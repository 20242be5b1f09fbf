//! Async HTTP client wrapping the closerate JSON API.

use std::time::Duration;

use anyhow::{Context, Result, anyhow};
use chrono::{DateTime, SecondsFormat, Utc};
use closerate_core::{
  lifecycle::{Override, OverrideStatus},
  metrics::{MetricsOptions, MetricsResult},
};
use reqwest::{Client, Response};
use serde_json::json;

/// Connection settings for the closerate API.
#[derive(Debug, Clone)]
pub struct ApiConfig {
  pub base_url: String,
}

/// One metrics query, already resolved to concrete bounds.
#[derive(Debug, Clone)]
pub struct MetricsQuery {
  pub rep:     Option<String>,
  pub start:   DateTime<Utc>,
  pub end:     DateTime<Utc>,
  pub options: MetricsOptions,
}

impl MetricsQuery {
  fn params(&self) -> Vec<(&'static str, String)> {
    let mut params = vec![
      ("start", self.start.to_rfc3339_opts(SecondsFormat::Secs, true)),
      ("end", self.end.to_rfc3339_opts(SecondsFormat::Secs, true)),
      ("use_manual_overrides", self.options.use_manual_overrides.to_string()),
      ("include_manual_closes", self.options.include_manual_closes.to_string()),
      ("include_excluded_calls", self.options.include_excluded_calls.to_string()),
    ];
    if let Some(rep) = &self.rep {
      params.push(("rep", rep.clone()));
    }
    params
  }
}

/// Async HTTP client for the closerate JSON REST API.
///
/// Cheap to clone; the inner [`reqwest::Client`] is `Arc`-based.
#[derive(Clone)]
pub struct ApiClient {
  client: Client,
  config: ApiConfig,
}

impl ApiClient {
  pub fn new(config: ApiConfig) -> Result<Self> {
    let client = Client::builder()
      .timeout(Duration::from_secs(60))
      .build()
      .context("failed to build HTTP client")?;
    Ok(Self { client, config })
  }

  fn url(&self, path: &str) -> String {
    format!(
      "{}/api{}",
      self.config.base_url.trim_end_matches('/'),
      path
    )
  }

  // ── Metrics ───────────────────────────────────────────────────────────────

  /// `GET /api/metrics`
  pub async fn metrics(&self, query: &MetricsQuery) -> Result<MetricsResult> {
    let resp = self
      .client
      .get(self.url("/metrics"))
      .query(&query.params())
      .send()
      .await
      .context("GET /metrics failed")?;
    let resp = check(resp, "GET /metrics").await?;
    resp.json().await.context("deserialising metrics")
  }

  /// `GET /api/reps`
  pub async fn reps(&self) -> Result<Vec<String>> {
    let resp = self
      .client
      .get(self.url("/reps"))
      .send()
      .await
      .context("GET /reps failed")?;
    let resp = check(resp, "GET /reps").await?;
    resp.json().await.context("deserialising reps")
  }

  // ── Corrections ───────────────────────────────────────────────────────────

  /// `PUT /api/overrides/{call_id}`
  pub async fn set_override(
    &self,
    call_id: &str,
    status: OverrideStatus,
    notes: Option<&str>,
  ) -> Result<Override> {
    let resp = self
      .client
      .put(self.url(&format!("/overrides/{call_id}")))
      .json(&json!({ "status": status, "notes": notes }))
      .send()
      .await
      .context("PUT /overrides failed")?;
    let resp = check(resp, "PUT /overrides").await?;
    resp.json().await.context("deserialising override")
  }

  /// `DELETE /api/overrides/{call_id}`
  pub async fn clear_override(&self, call_id: &str) -> Result<()> {
    let resp = self
      .client
      .delete(self.url(&format!("/overrides/{call_id}")))
      .send()
      .await
      .context("DELETE /overrides failed")?;
    check(resp, "DELETE /overrides").await?;
    Ok(())
  }

  /// `PUT /api/exclusions/{call_id}`
  pub async fn exclude(&self, call_id: &str, reason: Option<&str>) -> Result<()> {
    let resp = self
      .client
      .put(self.url(&format!("/exclusions/{call_id}")))
      .json(&json!({ "reason": reason }))
      .send()
      .await
      .context("PUT /exclusions failed")?;
    check(resp, "PUT /exclusions").await?;
    Ok(())
  }

  /// `DELETE /api/exclusions/{call_id}`
  pub async fn include(&self, call_id: &str) -> Result<()> {
    let resp = self
      .client
      .delete(self.url(&format!("/exclusions/{call_id}")))
      .send()
      .await
      .context("DELETE /exclusions failed")?;
    check(resp, "DELETE /exclusions").await?;
    Ok(())
  }
}

/// Turn a non-2xx response into an error carrying the server's message.
async fn check(resp: Response, what: &str) -> Result<Response> {
  let status = resp.status();
  if status.is_success() {
    return Ok(resp);
  }
  let body: serde_json::Value = resp.json().await.unwrap_or_default();
  match body["error"].as_str() {
    Some(message) => Err(anyhow!("{what} → {status}: {message}")),
    None => Err(anyhow!("{what} → {status}")),
  }
}

#[cfg(test)]
mod tests {
  use chrono::TimeZone;

  use super::*;

  #[test]
  fn url_joins_base_and_api_prefix() {
    let client = ApiClient::new(ApiConfig { base_url: "http://localhost:8080/".into() }).unwrap();
    assert_eq!(client.url("/metrics"), "http://localhost:8080/api/metrics");
  }

  #[test]
  fn query_params_are_flat() {
    let query = MetricsQuery {
      rep:     Some("ana@acme.io".into()),
      start:   Utc.with_ymd_and_hms(2024, 1, 1, 0, 0, 0).unwrap(),
      end:     Utc.with_ymd_and_hms(2024, 1, 31, 23, 59, 59).unwrap(),
      options: MetricsOptions { include_manual_closes: true, ..Default::default() },
    };
    let params = query.params();
    assert!(params.contains(&("start", "2024-01-01T00:00:00Z".into())));
    assert!(params.contains(&("include_manual_closes", "true".into())));
    assert!(params.contains(&("use_manual_overrides", "false".into())));
    assert!(params.contains(&("rep", "ana@acme.io".into())));
  }
}
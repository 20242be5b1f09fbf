//! JSON REST API for closerate.
//!
//! Exposes an axum [`Router`] over a [`MetricsService`] backed by any store
//! implementing [`MetricsSources`]. Auth, TLS, and transport concerns are
//! the caller's responsibility.
//!
//! # Mounting
//!
//! ```rust,ignore
//! .nest("/api", closerate_api::api_router(service.clone()))
//! ```

pub mod classify;
pub mod error;
pub mod exclusions;
pub mod manual_closes;
pub mod metrics;
pub mod overrides;
pub mod reps;

use std::sync::Arc;

use axum::{
  Router,
  routing::{get, post, put},
};
use closerate_core::{service::MetricsService, store::MetricsSources};
use tower_http::trace::TraceLayer;

pub use error::ApiError;

/// Build a fully-materialised API router for `service`.
///
/// The returned `Router<()>` can be nested into any parent router regardless
/// of its own state type.
pub fn api_router<S>(service: Arc<MetricsService<S>>) -> Router<()>
where
  S: MetricsSources + 'static,
{
  Router::new()
    // Metrics
    .route("/metrics", get(metrics::compute::<S>))
    .route("/metrics/export.csv", get(metrics::export_csv::<S>))
    .route("/classify", post(classify::handler::<S>))
    .route("/reps", get(reps::list::<S>))
    // Analyst corrections
    .route("/overrides", get(overrides::list::<S>))
    .route(
      "/overrides/{call_id}",
      put(overrides::set::<S>).delete(overrides::clear::<S>),
    )
    .route(
      "/exclusions/{call_id}",
      put(exclusions::exclude::<S>).delete(exclusions::include::<S>),
    )
    .route("/manual-closes", post(manual_closes::create::<S>))
    .layer(TraceLayer::new_for_http())
    .with_state(service)
}
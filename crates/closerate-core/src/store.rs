//! Read interfaces onto the systems this crate consumes.
//!
//! Every collaborator shares a single [`Source::Error`] type so a backend
//! implementing several of them (e.g. `closerate-store-sqlite`) can be used
//! behind one generic parameter. Write methods exist only where an analyst
//! workflow needs them; calls and lifecycle snapshots are written by
//! external ingestion and enrichment jobs.
//!
//! All methods return `Send` futures so implementations can be driven from
//! a multi-threaded runtime (tokio with `axum`).

use std::{
  collections::{HashMap, HashSet},
  future::Future,
};

use chrono::{DateTime, Utc};

use crate::{
  call::Call,
  lifecycle::{EventSnapshot, Override, OverrideStatus, SubscriptionSnapshot},
  metrics::ManualClose,
  prospect::ProspectKey,
};

/// Common supertrait carrying the backend's error type.
pub trait Source: Send + Sync {
  type Error: std::error::Error + Send + Sync + 'static;
}

// ─── Calls ───────────────────────────────────────────────────────────────────

pub trait CallRepository: Source {
  /// Calls held in `[start, end]`, optionally for one rep. Soft-deleted
  /// calls are never returned.
  fn list_sales_candidates<'a>(
    &'a self,
    rep: Option<&'a str>,
    start: DateTime<Utc>,
    end: DateTime<Utc>,
  ) -> impl Future<Output = Result<Vec<Call>, Self::Error>> + Send + 'a;

  /// Distinct rep identifiers with at least one live call, sorted.
  fn list_reps(
    &self,
  ) -> impl Future<Output = Result<Vec<String>, Self::Error>> + Send + '_;
}

// ─── Overrides ───────────────────────────────────────────────────────────────

pub trait OverrideStore: Source {
  /// All overrides, keyed by call id.
  fn get_all(
    &self,
  ) -> impl Future<Output = Result<HashMap<String, Override>, Self::Error>>
  + Send
  + '_;

  /// Record an analyst decision for `call_id`, replacing any earlier one.
  fn set_override(
    &self,
    call_id: String,
    status: OverrideStatus,
    notes: Option<String>,
  ) -> impl Future<Output = Result<Override, Self::Error>> + Send + '_;

  /// Remove the override for `call_id`. Returns whether one existed.
  fn clear_override(
    &self,
    call_id: String,
  ) -> impl Future<Output = Result<bool, Self::Error>> + Send + '_;
}

// ─── Lifecycle snapshots ─────────────────────────────────────────────────────

pub trait SubscriptionSource: Source {
  /// The cached billing status for a prospect, if any.
  fn get_status<'a>(
    &'a self,
    prospect: &'a ProspectKey,
  ) -> impl Future<Output = Result<Option<SubscriptionSnapshot>, Self::Error>>
  + Send
  + 'a;
}

pub trait EventLogSource: Source {
  /// The most recent parsed lifecycle event for a prospect, if any.
  fn get_latest_status<'a>(
    &'a self,
    prospect: &'a ProspectKey,
  ) -> impl Future<Output = Result<Option<EventSnapshot>, Self::Error>> + Send + 'a;
}

// ─── Exclusions & manual closes ──────────────────────────────────────────────

pub trait ExclusionStore: Source {
  fn get_excluded_call_ids(
    &self,
  ) -> impl Future<Output = Result<HashSet<String>, Self::Error>> + Send + '_;

  fn exclude_call(
    &self,
    call_id: String,
    reason: Option<String>,
  ) -> impl Future<Output = Result<(), Self::Error>> + Send + '_;

  /// Returns whether the call was excluded before.
  fn include_call(
    &self,
    call_id: String,
  ) -> impl Future<Output = Result<bool, Self::Error>> + Send + '_;
}

pub trait ManualCloseStore: Source {
  /// Manual closes in `[start, end]`, optionally for one rep.
  fn list<'a>(
    &'a self,
    start: DateTime<Utc>,
    end: DateTime<Utc>,
    rep: Option<&'a str>,
  ) -> impl Future<Output = Result<Vec<ManualClose>, Self::Error>> + Send + 'a;

  fn record_manual_close(
    &self,
    close: ManualClose,
  ) -> impl Future<Output = Result<ManualClose, Self::Error>> + Send + '_;
}

/// Everything [`crate::service::MetricsService`] reads from.
pub trait MetricsSources:
  CallRepository
  + OverrideStore
  + SubscriptionSource
  + EventLogSource
  + ExclusionStore
  + ManualCloseStore
{
}

impl<T> MetricsSources for T where
  T: CallRepository
    + OverrideStore
    + SubscriptionSource
    + EventLogSource
    + ExclusionStore
    + ManualCloseStore
{
}
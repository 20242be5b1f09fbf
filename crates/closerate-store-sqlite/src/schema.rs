//! SQL schema for the closerate SQLite store.
//!
//! Executed once at connection startup. Timestamps are fixed-width RFC 3339
//! strings so that range filters can compare them as text.

/// Full schema DDL; idempotent thanks to `CREATE TABLE IF NOT EXISTS`.
pub const SCHEMA: &str = "
PRAGMA journal_mode = WAL;
PRAGMA foreign_keys = ON;

-- Written by call ingestion; soft-deleted, never removed.
CREATE TABLE IF NOT EXISTS calls (
    call_id          TEXT PRIMARY KEY,
    title            TEXT,
    started_at       TEXT NOT NULL,
    rep              TEXT NOT NULL,
    duration_seconds INTEGER NOT NULL DEFAULT 0,
    matched_email    TEXT,
    deleted_at       TEXT
);

CREATE TABLE IF NOT EXISTS participants (
    call_id  TEXT NOT NULL REFERENCES calls(call_id),
    position INTEGER NOT NULL,
    name     TEXT,
    email    TEXT,
    PRIMARY KEY (call_id, position)
);

-- At most one analyst decision per call; later writes replace earlier ones.
CREATE TABLE IF NOT EXISTS overrides (
    call_id    TEXT PRIMARY KEY,
    status     TEXT NOT NULL,   -- signed_up | active | churned | team | no_close
    notes      TEXT,
    updated_at TEXT NOT NULL
);

CREATE TABLE IF NOT EXISTS exclusions (
    call_id     TEXT PRIMARY KEY,
    reason      TEXT,
    excluded_at TEXT NOT NULL
);

CREATE TABLE IF NOT EXISTS manual_closes (
    close_id       TEXT PRIMARY KEY,
    rep            TEXT NOT NULL,
    closed_at      TEXT NOT NULL,
    prospect_email TEXT,
    notes          TEXT
);

-- Enrichment caches, keyed by normalised prospect key.
CREATE TABLE IF NOT EXISTS subscriptions (
    prospect_key TEXT PRIMARY KEY,
    matched      INTEGER NOT NULL,
    status       TEXT NOT NULL,
    signup_date  TEXT,
    refreshed_at TEXT NOT NULL
);

CREATE TABLE IF NOT EXISTS events (
    event_id     INTEGER PRIMARY KEY AUTOINCREMENT,
    prospect_key TEXT NOT NULL,
    status       TEXT NOT NULL,
    occurred_at  TEXT NOT NULL
);

CREATE INDEX IF NOT EXISTS calls_started_idx      ON calls(started_at);
CREATE INDEX IF NOT EXISTS calls_rep_idx          ON calls(rep);
CREATE INDEX IF NOT EXISTS manual_closes_at_idx   ON manual_closes(closed_at);
CREATE INDEX IF NOT EXISTS events_prospect_idx    ON events(prospect_key, occurred_at);

PRAGMA user_version = 1;
";
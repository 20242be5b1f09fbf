//! Server configuration and wiring for the closerate HTTP service.

use std::{
  path::{Path, PathBuf},
  sync::Arc,
  time::Duration,
};

use anyhow::Context as _;
use axum::Router;
use closerate_core::{
  classify::{Classifier, ClassifierConfig},
  dedupe::Deduplicator,
  metrics::MetricsCalculator,
  prospect::InternalDirectory,
  job::TracingSink,
  service::MetricsService,
  store::MetricsSources,
};
use serde::Deserialize;

// ─── Configuration ───────────────────────────────────────────────────────────

/// Runtime server configuration, deserialised from `config.toml` and
/// `CLOSERATE_*` environment variables.
#[derive(Debug, Deserialize, Clone)]
#[serde(default)]
pub struct ServerConfig {
  pub host:               String,
  pub port:               u16,
  pub store_path:         PathBuf,
  /// Email domains of the selling organisation, e.g. `acme.io`.
  pub internal_domains:   Vec<String>,
  /// Individual addresses reps also join calls from.
  pub rep_aliases:        Vec<String>,
  /// Upper bound for one subscription or event-log lookup.
  pub lookup_timeout_ms:  u64,
  /// Prospects looked up at once per metrics request.
  pub lookup_concurrency: usize,
  pub classifier:         ClassifierConfig,
}

impl Default for ServerConfig {
  fn default() -> Self {
    Self {
      host:               "127.0.0.1".to_owned(),
      port:               8080,
      store_path:         PathBuf::from("~/.local/share/closerate/closerate.db"),
      internal_domains:   Vec::new(),
      rep_aliases:        Vec::new(),
      lookup_timeout_ms:  2000,
      lookup_concurrency: 8,
      classifier:         ClassifierConfig::default(),
    }
  }
}

impl ServerConfig {
  /// Layer `path` (optional) under `CLOSERATE_*` environment variables.
  /// List-valued variables are comma separated.
  pub fn load(path: &Path) -> anyhow::Result<Self> {
    let settings = config::Config::builder()
      .add_source(config::File::from(path).required(false))
      .add_source(
        config::Environment::with_prefix("CLOSERATE")
          .try_parsing(true)
          .list_separator(",")
          .with_list_parse_key("internal_domains")
          .with_list_parse_key("rep_aliases"),
      )
      .build()
      .context("failed to read config file")?;

    settings
      .try_deserialize()
      .context("failed to deserialise ServerConfig")
  }

  pub fn address(&self) -> String { format!("{}:{}", self.host, self.port) }

  pub fn lookup_timeout(&self) -> Duration {
    Duration::from_millis(self.lookup_timeout_ms)
  }

  pub fn directory(&self) -> InternalDirectory {
    InternalDirectory::new(&self.internal_domains, &self.rep_aliases)
  }

  /// Compile the classifier and assemble the metrics pipeline.
  pub fn calculator(&self) -> anyhow::Result<MetricsCalculator> {
    let classifier =
      Classifier::new(&self.classifier).context("invalid classifier configuration")?;
    Ok(MetricsCalculator::new(
      classifier,
      Deduplicator::new(self.directory()),
    ))
  }
}

/// Build the service and mount its API under `/api`.
pub fn app<S>(config: &ServerConfig, store: Arc<S>) -> anyhow::Result<Router>
where
  S: MetricsSources + 'static,
{
  let service = MetricsService::new(store, config.calculator()?)
    .with_lookup_timeout(config.lookup_timeout())
    .with_lookup_concurrency(config.lookup_concurrency)
    .with_progress(Arc::new(TracingSink));
  Ok(Router::new().nest("/api", closerate_api::api_router(Arc::new(service))))
}

/// Expand a leading `~` to the user's home directory.
pub fn expand_tilde(path: &Path) -> PathBuf {
  let s = path.to_string_lossy();
  if let Some(rest) = s.strip_prefix("~/")
    && let Ok(home) = std::env::var("HOME")
  {
    return PathBuf::from(home).join(rest);
  }
  path.to_path_buf()
}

Work instruction: Determine how many lines contain the string "deserialising" in the listing, and state that number by itself.

Expected answer: 3